Opened 2 years ago
Closed 2 years ago
#2866 closed help (answered)
North/South halos too small for advection.
Reported by: | ChrisWells | Owned by: | um_support |
---|---|---|---|
Component: | UM Model | Keywords: | UKESM |
Cc: | Platform: | NEXCS | |
UM Version: | 11.2 |
Description
Hi,
I've had a suite of UKESM (u-bg601) running for ~95 years, and it just failed on 21081001, with
[0] ???????????????????????????????????????????????????????????????????????????????? [0] ???!!!???!!!???!!!???!!!???!!! ERROR ???!!!???!!!???!!!???!!!???!!! [0] ? Error code: 15 [0] ? Error from routine: LOCATE_HDPS [0] ? Error message: North/South halos too small for advection. [0] ? See the following URL for more information: [0] ? https://code.metoffice.gov.uk/trac/um/wiki/KnownUMFailurePoints [0] ? Error from processor: 218 [0] ? Error number: 320 [0] ????????????????????????????????????????????????????????????????????????????????
I followed the advice on https://code.metoffice.gov.uk/trac/um/wiki/KnownUMFailurePoints and turned on Max wind output and High diagnostics.
But I'm unsure what to look at now?
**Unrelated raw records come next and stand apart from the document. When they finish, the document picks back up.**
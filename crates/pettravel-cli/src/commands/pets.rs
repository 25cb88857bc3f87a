use anyhow::Result;
use colored::Colorize;
use pettravel_client::models::{CreatePetRequest, UpdatePetRequest};

use super::Context;
use crate::cli::{PetFields, PetUpdateFields, PetsCommands};
use crate::output::{Column, print_data, print_success};

const PET_COLUMNS: &[Column] = &[
    ("ID", "id"),
    ("Name", "name"),
    ("Type", "type"),
    ("Breed", "breed"),
    ("Age", "age"),
    ("Weight (kg)", "weight"),
    ("Microchip", "microchip_number"),
];

pub async fn run(ctx: &Context, command: PetsCommands) -> Result<()> {
    match command {
        PetsCommands::List => {
            let pets = ctx.client.pets().await?;
            print_data(&pets, ctx.format, PET_COLUMNS)
        }
        PetsCommands::Get { id } => {
            let pet = ctx.client.pet(id).await?;
            print_data(&pet, ctx.format, PET_COLUMNS)
        }
        PetsCommands::Create(fields) => {
            let pet = ctx.client.create_pet(&create_request(fields)).await?;
            print_success(&format!("Added {} (id {})", pet.name.cyan(), pet.id));
            print_data(&pet, ctx.format, PET_COLUMNS)
        }
        PetsCommands::Update { id, fields } => {
            let pet = ctx.client.update_pet(id, &update_request(fields)).await?;
            print_success(&format!("Updated {}", pet.name.cyan()));
            print_data(&pet, ctx.format, PET_COLUMNS)
        }
        PetsCommands::Delete { id } => {
            ctx.client.delete_pet(id).await?;
            print_success(&format!("Removed pet {id}"));
            Ok(())
        }
    }
}

fn create_request(fields: PetFields) -> CreatePetRequest {
    CreatePetRequest {
        name: fields.name.trim().to_string(),
        kind: fields.kind,
        breed: fields.breed,
        age: fields.age,
        weight: fields.weight,
        microchip_number: fields.microchip,
        vaccination_status: fields.vaccination_status,
    }
}

fn update_request(fields: PetUpdateFields) -> UpdatePetRequest {
    UpdatePetRequest {
        name: fields.name,
        kind: fields.kind,
        breed: fields.breed,
        age: fields.age,
        weight: fields.weight,
        microchip_number: fields.microchip,
        vaccination_status: fields.vaccination_status,
    }
}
Looking in cylc-run/u-bg601 I can see the job.err file in /log , but can't see anything to go from there.
I can see in /share/data/History_Data that the model got to 20181201.
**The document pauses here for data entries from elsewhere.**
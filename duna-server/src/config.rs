//! Service configuration.
//!
//! Every option can be given as a flag but is normally taken from the
//! environment. The struct is parsed once in `main` and handed to
//! [`crate::server::Server`]; nothing reads the environment after that.

use std::path::PathBuf;
use std::time::Duration;

use anyhow::{bail, Context, Result};
use clap::Parser;

use crate::chain::ChainConfig;
use crate::llm::LlmConfig;
use crate::transform::SourceTransform;

#[derive(Parser, Clone)]
#[command(name = "duna-server", about = "DUNA records with generated, deployed Solidity contracts")]
pub struct Config {
    /// HTTP listen address.
    #[arg(long, env = "DUNA_LISTEN_ADDR", default_value = "127.0.0.1:3000")]
    pub listen_addr: String,

    /// SQLite database path.
    #[arg(long, env = "DUNA_DB_PATH", default_value = "duna.db")]
    pub db_path: String,

    /// Chat-completions endpoint used for contract generation.
    #[arg(long, env = "DUNA_LLM_ENDPOINT", default_value = "https://api.openai.com/v1/chat/completions")]
    pub llm_endpoint: String,

    /// Bearer token for the generation endpoint.
    #[arg(long, env = "DUNA_LLM_API_KEY", hide_env_values = true)]
    pub llm_api_key: Option<String>,

    /// Model name sent with each generation request.
    #[arg(long, env = "DUNA_LLM_MODEL", default_value = "gpt-4o-mini")]
    pub llm_model: String,

    /// Upper bound on generated tokens.
    #[arg(long, env = "DUNA_LLM_MAX_TOKENS", default_value_t = 2048)]
    pub llm_max_tokens: u32,

    /// Sampling temperature.
    #[arg(long, env = "DUNA_LLM_TEMPERATURE", default_value_t = 0.2)]
    pub llm_temperature: f32,

    /// Extra generation attempts after a failure (0 = no retry).
    #[arg(long, env = "DUNA_LLM_RETRIES", default_value_t = 0)]
    pub llm_retries: u32,

    /// Delay between generation attempts, in milliseconds.
    #[arg(long, env = "DUNA_LLM_RETRY_BACKOFF_MS", default_value_t = 1000)]
    pub llm_retry_backoff_ms: u64,

    /// Path to the `solc` binary.
    #[arg(long, env = "DUNA_SOLC_PATH", default_value = "solc")]
    pub solc_path: PathBuf,

    /// Kill `solc` after this many seconds.
    #[arg(long, env = "DUNA_COMPILE_TIMEOUT_SECS", default_value_t = 60)]
    pub compile_timeout_secs: u64,

    /// Ethereum JSON-RPC endpoint.
    #[arg(long, env = "DUNA_RPC_URL", default_value = "http://127.0.0.1:8545")]
    pub rpc_url: String,

    /// Hex-encoded secp256k1 private key of the deploying account.
    #[arg(long, env = "DUNA_DEPLOYER_KEY", hide_env_values = true)]
    pub deployer_key: Option<String>,

    /// File holding the deployer key (used when DUNA_DEPLOYER_KEY is unset).
    #[arg(long, env = "DUNA_DEPLOYER_KEY_FILE")]
    pub deployer_key_file: Option<PathBuf>,

    /// Chain id to sign for; queried from the node when unset.
    #[arg(long, env = "DUNA_CHAIN_ID")]
    pub chain_id: Option<u64>,

    /// Give up waiting for a deployment receipt after this many seconds.
    #[arg(long, env = "DUNA_CONFIRM_TIMEOUT_SECS", default_value_t = 120)]
    pub confirm_timeout_secs: u64,

    /// Receipt polling interval, in milliseconds.
    #[arg(long, env = "DUNA_POLL_INTERVAL_MS", default_value_t = 1000)]
    pub poll_interval_ms: u64,

    /// Transform applied to generated source before it is stored.
    #[arg(long, env = "DUNA_SOURCE_TRANSFORM", value_enum, default_value_t = SourceTransform::Identity)]
    pub source_transform: SourceTransform,

    /// Emit JSON log lines.
    #[arg(long, env = "DUNA_LOG_JSON")]
    pub log_json: bool,
}

impl Default for Config {
    fn default() -> Self {
        Self {
            listen_addr: "127.0.0.1:3000".to_string(),
            db_path: "duna.db".to_string(),
            llm_endpoint: "https://api.openai.com/v1/chat/completions".to_string(),
            llm_api_key: None,
            llm_model: "gpt-4o-mini".to_string(),
            llm_max_tokens: 2048,
            llm_temperature: 0.2,
            llm_retries: 0,
            llm_retry_backoff_ms: 1000,
            solc_path: PathBuf::from("solc"),
            compile_timeout_secs: 60,
            rpc_url: "http://127.0.0.1:8545".to_string(),
            deployer_key: None,
            deployer_key_file: None,
            chain_id: None,
            confirm_timeout_secs: 120,
            poll_interval_ms: 1000,
            source_transform: SourceTransform::Identity,
            log_json: false,
        }
    }
}

impl Config {
    pub fn llm(&self) -> LlmConfig {
        LlmConfig {
            endpoint: self.llm_endpoint.clone(),
            api_key: self.llm_api_key.clone().filter(|k| !k.is_empty()),
            model: self.llm_model.clone(),
            max_tokens: self.llm_max_tokens,
            temperature: self.llm_temperature,
        }
    }

    pub fn chain(&self) -> ChainConfig {
        ChainConfig {
            rpc_url: self.rpc_url.clone(),
            chain_id: self.chain_id,
            confirm_timeout: Duration::from_secs(self.confirm_timeout_secs),
            poll_interval: Duration::from_millis(self.poll_interval_ms),
        }
    }

    pub fn compile_timeout(&self) -> Duration {
        Duration::from_secs(self.compile_timeout_secs)
    }

    pub fn retry_backoff(&self) -> Duration {
        Duration::from_millis(self.llm_retry_backoff_ms)
    }

    /// The deployer key as hex, from the variable or else the key file.
    pub fn deployer_key_hex(&self) -> Result<String> {
        if let Some(key) = self.deployer_key.as_deref().filter(|k| !k.trim().is_empty()) {
            return Ok(key.trim().to_string());
        }
        let Some(path) = &self.deployer_key_file else {
            bail!("no deployer key configured: set DUNA_DEPLOYER_KEY or DUNA_DEPLOYER_KEY_FILE");
        };
        let key = std::fs::read_to_string(path)
            .with_context(|| format!("Failed to read deployer key file {}", path.display()))?;
        Ok(key.trim().to_string())
    }
}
Do you know where I should look to see the max wind and other diagnostics? And how I could use that to fix my problem and continue this run?
Cheers,
Chris
Change History (3)
comment:1 Changed 2 years ago by ChrisWells
comment:2 Changed 2 years ago by willie
- Keywords UKESM added
- Platform set to NEXCS
- UM Version set to 11.2
comment:3 Changed 2 years ago by grenville
- Resolution set to answered
- Status changed from new to closed
closed through inactivity
Hi,
just an update to this: I copied my suite to u-bh765, downloaded the restart files from my other suite for 21080101, and ran from there, and it seems to have worked (it's on 21091001 now) - but I am further confused by this. In hindsight, I shouldn't have expected this to work; I thought it would be bit-reproducible and therefore fail at the same point?
So my issue seems to be fixed, but I don't understand what's happened here; I'll leave this open as hopefully someone will be able to shed some light on this.
Cheers,
Chris